» **What is required**: State the number of lines in these records holding "Result". Say nothing more.

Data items
>>>

//! Compact difficulty decoding and target comparison.

use primitive_types::U256;

use crate::algorithm::SHA256D_DEFAULT_BITS;
use crate::error::{GenesisError, Result};

/// Convert compact "bits" representation to a 256-bit target.
///
/// The bits format is: [exponent (1 byte)][mantissa (3 bytes)]
/// Target = mantissa * 256^(exponent - 3)
///
/// Exponents below 3 shift the mantissa right instead. Bits that would
/// land above bit 255 are dropped; use [`target_from_bits`] to reject them.
pub fn decode_bits(bits: u32) -> U256 {
    let exponent = (bits >> 24) as usize;
    let mantissa = U256::from(bits & 0x00ff_ffff);

    if exponent <= 3 {
        mantissa >> (8 * (3 - exponent))
    } else {
        let shift = 8 * (exponent - 3);
        if shift >= 256 {
            U256::zero()
        } else {
            mantissa << shift
        }
    }
}

/// Decode compact bits, rejecting zero targets and mantissas that overflow 256 bits.
pub fn target_from_bits(bits: u32) -> Result<U256> {
    let exponent = (bits >> 24) as usize;
    let mantissa = bits & 0x00ff_ffff;

    if exponent > 3 && mantissa != 0 {
        let mantissa_bits = 32 - mantissa.leading_zeros() as usize;
        if mantissa_bits + 8 * (exponent - 3) > 256 {
            return Err(GenesisError::InvalidBits(bits));
        }
    }

    let target = decode_bits(bits);
    if target.is_zero() {
        return Err(GenesisError::InvalidBits(bits));
    }
    Ok(target)
}

/// Check whether a digest, read as a big-endian integer, is below the target.
#[inline]
pub fn hash_meets_target(digest: &[u8; 32], target: &U256) -> bool {
    U256::from_big_endian(digest) < *target
}

/// Render a target as 64 hex digits.
pub fn target_to_hex(target: &U256) -> String {
    let mut bytes = [0u8; 32];
    target.to_big_endian(&mut bytes);
    hex::encode(bytes)
}

/// Calculate approximate difficulty from bits.
///
/// Difficulty = max_target / current_target
/// Where max_target is the difficulty-1 target (bits = 0x1d00ffff)
pub fn bits_to_difficulty(bits: u32) -> f64 {
    let current = target_to_f64(&decode_bits(bits));
    if current == 0.0 {
        return f64::INFINITY;
    }
    target_to_f64(&decode_bits(SHA256D_DEFAULT_BITS)) / current
}

fn target_to_f64(target: &U256) -> f64 {
    target
        .0
        .iter()
        .enumerate()
        .map(|(i, word)| (*word as f64) * 2f64.powi(64 * i as i32))
        .sum()
}

const DIFFICULTY_SUFFIXES: &[(f64, &str)] =
    &[(1e15, "P"), (1e12, "T"), (1e9, "G"), (1e6, "M"), (1e3, "K")];

/// Difficulty with an SI suffix, e.g. "1.50K". Values below 0.01 use
/// scientific notation.
pub fn format_difficulty(difficulty: f64) -> String {
    if let Some((scale, suffix)) = DIFFICULTY_SUFFIXES
        .iter()
        .find(|(scale, _)| difficulty >= *scale)
    {
        return format!("{:.2}{}", difficulty / scale, suffix);
    }
    if difficulty >= 0.01 {
        format!("{difficulty:.2}")
    } else {
        format!("{difficulty:.3e}")
    }
}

<<<

» **Answer area**: 2